I'm trying to initialize objects of type thing:

template<typename T>
  struct thing : std::array<std::array<T, 2>, 2>
  {
  };

thing<int> t1 {{ {1,2}, {3,4} }};

I get:

 error: no matching function for call to ‘thing<int>::thing(<brace-enclosed initializer list>)’
 thing<int> t1 {{{1,2},{3,4}}};

Ditto with

thing<int> t0{{ 1, 2, 3, 4 }};

and several other things.

Answer 1

If you're using a C++17 compiler, you're only missing an extra set of braces. The following compiles:

thing<int> t1 { { { {1,2}, {3,4} } } };
//            | | | |- braces for inner array
//            | | |--- braces for outer array
//            | |----- braces for base sub object of thing
//            |------- braces for list initialization of thing

C++17 modified the rules for aggregates to allow base classes, as long as they're public and non-virtual.

From §11.6.1/1 [dcl.init.aggr]

An aggregate is an array or a class with
(1.1) no user-provided, explicit, or inherited constructors ([class.ctor]),
(1.2) no private or protected non-static data members ([class.access]),
(1.3) no virtual functions, and
(1.4) no virtual, private, or protected base classes ([class.mi]).

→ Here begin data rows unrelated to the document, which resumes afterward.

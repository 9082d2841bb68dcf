//! Input text preparation for embedding generation.
//!
//! Title and summary are repeated so they weigh more than the body, and the
//! body is cut to a word budget to stay inside the model's input limit. The
//! content hash is taken over the prepared text, so any change that alters
//! what the model would see marks the stored embedding as stale.

use sha2::{Digest, Sha256};

/// Times the title appears in document input
pub const TITLE_WEIGHT: usize = 3;

/// Times the summary appears in document input
pub const SUMMARY_WEIGHT: usize = 2;

/// Default body word budget
pub const DEFAULT_BODY_WORD_LIMIT: usize = 500;

/// Borrowed view of the fields that feed a document embedding
#[derive(Debug, Clone, Copy, Default)]
pub struct DocumentText<'a> {
    pub title: &'a str,
    pub summary: &'a str,
    pub tags: &'a [String],
    pub body: &'a str,
}

/// Collapse runs of whitespace into single spaces and trim.
pub fn normalize(text: &str) -> String {
    text.split_whitespace().collect::<Vec<_>>().join(" ")
}

/// Keep at most `limit` words.
pub fn truncate_words(text: &str, limit: usize) -> String {
    text.split_whitespace()
        .take(limit)
        .collect::<Vec<_>>()
        .join(" ")
}

/// Build the document embedding input.
///
/// Returns `None` when every field is empty after normalization.
pub fn prepare_document(doc: DocumentText<'_>, body_word_limit: usize) -> Option<String> {
    let title = normalize(doc.title);
    let summary = normalize(doc.summary);
    let tags: Vec<String> = doc
        .tags
        .iter()
        .map(|t| normalize(t))
        .filter(|t| !t.is_empty())
        .collect();
    let body = truncate_words(doc.body, body_word_limit);

    let mut sections = Vec::new();
    if !title.is_empty() {
        sections.push(vec![title.as_str(); TITLE_WEIGHT].join(" "));
    }
    if !summary.is_empty() {
        sections.push(vec![summary.as_str(); SUMMARY_WEIGHT].join(" "));
    }
    if !tags.is_empty() {
        sections.push(format!("Tags: {}", tags.join(", ")));
    }
    if !body.is_empty() {
        sections.push(body);
    }

    if sections.is_empty() {
        None
    } else {
        Some(sections.join("\n\n"))
    }
}

/// Build the query embedding input.
pub fn prepare_query(query: &str) -> Option<String> {
    let query = normalize(query);
    (!query.is_empty()).then_some(query)
}

/// Lowercase hex SHA-256 of prepared text.
pub fn content_hash(prepared: &str) -> String {
    let mut hasher = Sha256::new();
    hasher.update(prepared.as_bytes());
    hex::encode(hasher.finalize())
}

The base classes are now considered elements of the aggregate, and can themselves be initialized using list-initialization.

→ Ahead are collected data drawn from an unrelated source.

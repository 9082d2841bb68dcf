use async_trait::async_trait;
use folio_common::{FolioError, Result};
use std::collections::BTreeMap;
use std::path::{Path, PathBuf};
use tokio::sync::RwLock;
use tracing::{debug, info};

use crate::types::{EmbeddingInfo, Record};

/// Persistence layer for records and their embeddings
#[async_trait]
pub trait RecordStore: Send + Sync {
    /// Load record by id
    async fn get(&self, id: &str) -> Result<Option<Record>>;

    /// Insert or replace a record
    async fn save(&self, record: Record) -> Result<()>;

    /// All records, ordered by id
    async fn list(&self) -> Result<Vec<Record>>;

    /// Records that have no embedding at all
    async fn list_missing_embeddings(&self) -> Result<Vec<Record>>;

    /// Attach an embedding without touching the rest of the record
    async fn set_embedding(&self, id: &str, embedding: EmbeddingInfo) -> Result<()>;

    /// Delete record, returns whether it existed
    async fn delete(&self, id: &str) -> Result<bool>;
}

/// Volatile store
#[derive(Default)]
pub struct MemoryRecordStore {
    records: RwLock<BTreeMap<String, Record>>,
}

impl MemoryRecordStore {
    pub fn new() -> Self {
        Self::default()
    }

    pub fn with_records(records: impl IntoIterator<Item = Record>) -> Self {
        let map = records.into_iter().map(|r| (r.id.clone(), r)).collect();
        Self {
            records: RwLock::new(map),
        }
    }
}

#[async_trait]
impl RecordStore for MemoryRecordStore {
    async fn get(&self, id: &str) -> Result<Option<Record>> {
        Ok(self.records.read().await.get(id).cloned())
    }

    async fn save(&self, record: Record) -> Result<()> {
        self.records.write().await.insert(record.id.clone(), record);
        Ok(())
    }

    async fn list(&self) -> Result<Vec<Record>> {
        Ok(self.records.read().await.values().cloned().collect())
    }

    async fn list_missing_embeddings(&self) -> Result<Vec<Record>> {
        Ok(missing(&*self.records.read().await))
    }

    async fn set_embedding(&self, id: &str, embedding: EmbeddingInfo) -> Result<()> {
        let mut records = self.records.write().await;
        attach(&mut records, id, embedding)
    }

    async fn delete(&self, id: &str) -> Result<bool> {
        Ok(self.records.write().await.remove(id).is_some())
    }
}

/// Store persisted as a single pretty-printed JSON file
pub struct JsonRecordStore {
    records: RwLock<BTreeMap<String, Record>>,
    file_path: PathBuf,
}

impl JsonRecordStore {
    /// Open store, loading existing records if the file exists
    pub async fn open(path: impl AsRef<Path>) -> Result<Self> {
        let path = path.as_ref();
        let records: Vec<Record> = if path.exists() {
            let data = tokio::fs::read_to_string(path).await?;
            if data.trim().is_empty() {
                Vec::new()
            } else {
                serde_json::from_str(&data).map_err(|e| {
                    FolioError::storage(format!("Corrupt record file {}: {}", path.display(), e))
                })?
            }
        } else {
            Vec::new()
        };

        info!("Record store opened: {} ({} records)", path.display(), records.len());

        Ok(Self {
            records: RwLock::new(records.into_iter().map(|r| (r.id.clone(), r)).collect()),
            file_path: path.to_path_buf(),
        })
    }

    pub fn path(&self) -> &Path {
        &self.file_path
    }

    /// Write through a temp file so a crash never leaves a half-written store.
    /// Callers swap the staged map in only after this succeeds.
    async fn persist(&self, records: &BTreeMap<String, Record>) -> Result<()> {
        let list: Vec<&Record> = records.values().collect();
        let data = serde_json::to_string_pretty(&list)?;

        if let Some(parent) = self.file_path.parent() {
            if !parent.as_os_str().is_empty() {
                tokio::fs::create_dir_all(parent).await?;
            }
        }
        let tmp_path = self.file_path.with_extension("json.tmp");
        tokio::fs::write(&tmp_path, data).await?;
        tokio::fs::rename(&tmp_path, &self.file_path).await?;

        debug!("Persisted {} records to {}", list.len(), self.file_path.display());
        Ok(())
    }
}

#[async_trait]
impl RecordStore for JsonRecordStore {
    async fn get(&self, id: &str) -> Result<Option<Record>> {
        Ok(self.records.read().await.get(id).cloned())
    }

    async fn save(&self, record: Record) -> Result<()> {
        let mut records = self.records.write().await;
        let mut staged = records.clone();
        staged.insert(record.id.clone(), record);
        self.persist(&staged).await?;
        *records = staged;
        Ok(())
    }

    async fn list(&self) -> Result<Vec<Record>> {
        Ok(self.records.read().await.values().cloned().collect())
    }

    async fn list_missing_embeddings(&self) -> Result<Vec<Record>> {
        Ok(missing(&*self.records.read().await))
    }

    async fn set_embedding(&self, id: &str, embedding: EmbeddingInfo) -> Result<()> {
        let mut records = self.records.write().await;
        let mut staged = records.clone();
        attach(&mut staged, id, embedding)?;
        self.persist(&staged).await?;
        *records = staged;
        Ok(())
    }

    async fn delete(&self, id: &str) -> Result<bool> {
        let mut records = self.records.write().await;
        if !records.contains_key(id) {
            return Ok(false);
        }
        let mut staged = records.clone();
        staged.remove(id);
        self.persist(&staged).await?;
        *records = staged;
        Ok(true)
    }
}

fn missing(records: &BTreeMap<String, Record>) -> Vec<Record> {
    records
        .values()
        .filter(|r| r.embedding.is_none())
        .cloned()
        .collect()
}

fn attach(
    records: &mut BTreeMap<String, Record>,
    id: &str,
    embedding: EmbeddingInfo,
) -> Result<()> {
    let record = records
        .get_mut(id)
        .ok_or_else(|| FolioError::not_found(format!("record {}", id)))?;
    record.embedding = Some(embedding);
    Ok(())
}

The elements of an aggregate are:
(2.1) for an array, the array elements in increasing subscript order, or
(2.2) for a class, the direct base classes in declaration order, followed by the direct non-static data members ([class.mem]) that are not members of an anonymous union, in declaration order.

---

C++14, and earlier, version of the answer follows:

std::array is an aggregate, and the initialization done using a braced-init-list is aggregate initialization. However, thing is not an aggregate because it has a base class.

From §8.5.1/1 [dcl.init.aggr]

An aggregate is an array or a class (Clause 9) with no user-provided constructors (12.1), no private or protected non-static data members (Clause 11), no base classes (Clause 10), and no virtual functions (10.3).

Thus, aggregate initialization is not going to work. Depending on what you're attempting to do, you either want to provide a constructor for thing that takes an std::array<std::array<T, 2>, 2> argument, and initialize the base subobject

template<typename T>
struct thing : std::array<std::array<T, 2>, 2>
{
    thing(std::array<std::array<T, 2>, 2> arr) 
    : std::array<std::array<T, 2>, 2>(arr) 
    {}
};
thing<int> t{ {{ {{1,2}}, {{3,4}} }} };

Or have thing contain the std::array as a data member. Now thing is still an aggregate.

template<typename T>
struct thing
{
    std::array<std::array<T, 2>, 2> arr;
};
thing<int> t{ {{ {{1,2}}, {{3,4}} }} };

---

If what you're attempting to do is have thing be an alias for an array<array<T,2>,2>, then you don't need either of the above. Use

template<typename T>
using thing = std::array<std::array<T, 2>, 2>;

thing<int> t{{ {{1,2}}, {{3,4}} }};